1.  When any levee or drainage district has been established and the improvement constructed, the improvement shall be at all times under the supervision of the board of supervisors except as otherwise provided for control and management by a board of trustees and the board shall keep the improvement in repair as provided in this section.

a.  The board at any time on its own motion, without notice, may order done whatever is necessary to restore or maintain a drainage or levee improvement in its original efficiency or capacity, and for that purpose may remove silt and debris, repair any damaged structures, remove weeds and other vegetable growth, and whatever else may be needed to restore or maintain such efficiency or capacity or to prolong its useful life.

b.  The board may at any time obtain an engineer's report regarding the most feasible means of repairing a drainage or levee improvement and the probable cost of making the repair. If the engineer advises, or the board otherwise concludes that permanent restoration of a damaged structure is not feasible at the time, the board may order temporary construction it deems necessary to the continued functioning of the improvement. If in maintaining and repairing tile lines the board finds from an engineer's report it is more economical to construct a new line than to repair the existing line, the new line may be considered to be a repair.
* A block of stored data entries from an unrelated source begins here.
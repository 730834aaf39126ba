//! Wire types shared between the tracker server and its clients.

use std::num::NonZeroU16;

use muster_primitives::community::CommunityId;
use muster_primitives::peer::{PeerId, PeerRecord};
use serde::{Deserialize, Serialize};

/// Body of `POST /v1/announce`.
#[derive(Clone, Debug, Deserialize, Serialize)]
pub struct AnnounceRequest {
    pub community_id: CommunityId,
    pub peer_id: PeerId,
    /// Port the peer listens on. The address part of the endpoint is
    /// always the transport-observed one, never client-supplied.
    pub port: NonZeroU16,
}

#[derive(Clone, Debug, Deserialize, Serialize)]
pub struct AnnounceResponse {
    /// Seconds until the caller's fresh record expires unless refreshed.
    pub ttl: u64,
    /// Live siblings in the community, the caller excluded.
    pub peers: Vec<PeerRecord>,
}

/// Body of `POST /v1/deannounce`.
#[derive(Clone, Debug, Deserialize, Serialize)]
pub struct DeannounceRequest {
    pub community_id: CommunityId,
    pub peer_id: PeerId,
}

#[allow(
    clippy::empty_structs_with_brackets,
    reason = "serializes as an empty object, unlike a unit struct"
)]
#[derive(Clone, Copy, Debug, Default, Deserialize, Serialize)]
pub struct DeannounceResponse {}

#[derive(Clone, Debug, Deserialize, Serialize)]
pub struct InfoResponse {
    pub name: String,
    pub version: String,
}
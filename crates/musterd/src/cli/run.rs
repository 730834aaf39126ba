use std::net::SocketAddr;
use std::sync::Arc;
use std::time::Duration;

use clap::Parser;
use eyre::{Result as EyreResult, WrapErr};
use muster_server::config::{ServerConfig, DEFAULT_LISTEN};
use muster_server::start;
use muster_store::backend::RedisBackend;
use muster_store::key::{Keyspace, DEFAULT_PREFIX};
use muster_tracker::{Tracker, TrackerConfig, DEFAULT_ANNOUNCE_TTL, DEFAULT_PEER_LIMIT};
use tracing::info;

use super::endpoint_format::EndpointFormatArg;

/// Serve the tracker
#[derive(Debug, Parser)]
pub struct RunCommand {
    /// Address the API is served on
    #[arg(long, value_name = "ADDR", default_value_t = DEFAULT_LISTEN)]
    #[arg(env = "MUSTER_LISTEN")]
    pub listen: SocketAddr,

    /// Redis instance backing the tracker
    #[arg(long, value_name = "URL")]
    #[arg(env = "REDIS_URL", hide_env_values = true)]
    pub redis_url: String,

    /// Seconds an announce stays live without a refresh
    #[arg(long, value_name = "SECONDS", default_value_t = DEFAULT_ANNOUNCE_TTL.as_secs())]
    #[arg(env = "ANNOUNCE_TTL", value_parser = clap::value_parser!(u64).range(1..))]
    pub announce_ttl: u64,

    /// Most sibling peers returned from one announce
    #[arg(long, value_name = "COUNT", default_value_t = DEFAULT_PEER_LIMIT)]
    #[arg(env = "PEER_LIMIT")]
    pub peer_limit: usize,

    /// Namespace prefixed to every Redis key
    #[arg(long, value_name = "PREFIX", default_value = DEFAULT_PREFIX)]
    #[arg(env = "MUSTER_KEY_PREFIX")]
    pub key_prefix: String,

    /// How peer endpoints are represented in listings
    #[arg(long, value_enum, default_value_t = EndpointFormatArg::Ip)]
    #[arg(env = "MUSTER_ENDPOINT_FORMAT")]
    pub endpoint_format: EndpointFormatArg,

    /// Scheme for url-formatted endpoints
    #[arg(long, value_name = "SCHEME", default_value = "https")]
    #[arg(env = "MUSTER_ENDPOINT_SCHEME")]
    pub endpoint_scheme: String,
}

impl RunCommand {
    pub async fn run(self) -> EyreResult<()> {
        let backend = RedisBackend::connect(&self.redis_url)
            .await
            .wrap_err("failed to connect to redis")?;

        info!("Connected to Redis, keys under '{}'", self.key_prefix);

        let tracker = Tracker::new(
            Arc::new(backend),
            Keyspace::new(&self.key_prefix),
            TrackerConfig {
                announce_ttl: Duration::from_secs(self.announce_ttl),
                peer_limit: self.peer_limit,
                endpoint_format: self.endpoint_format.into_format(self.endpoint_scheme),
            },
        );

        start(ServerConfig::new(self.listen), tracker).await
    }
}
c.  If the estimated cost of a repair exceeds ten thousand dollars, or seventy-five percent of the original total cost of the district and subsequent improvements, whichever is the greater amount, the board shall set a date for a hearing on the matter of making the proposed repairs, and shall give notice as provided in sections 468.14 through 468.18. If a hearing is required and the estimated cost of the repair exceeds twenty-five thousand dollars, an engineer's report or a report from the soil and water conservation district conservationist shall be presented at the hearing. The requirement of a report may be waived by the board if a prior report on the repair exists and that report is less than ten years old. The board shall not divide proposed repairs into separate programs in order to avoid the notice and hearing requirements of this paragraph. At the hearing the board shall hear objections to the feasibility of the proposed repairs, and following the hearing the board shall order that the repairs it deems desirable and feasible be made. Any interested party has the right of appeal from such orders in the manner provided in this subchapter, parts 1 through 5.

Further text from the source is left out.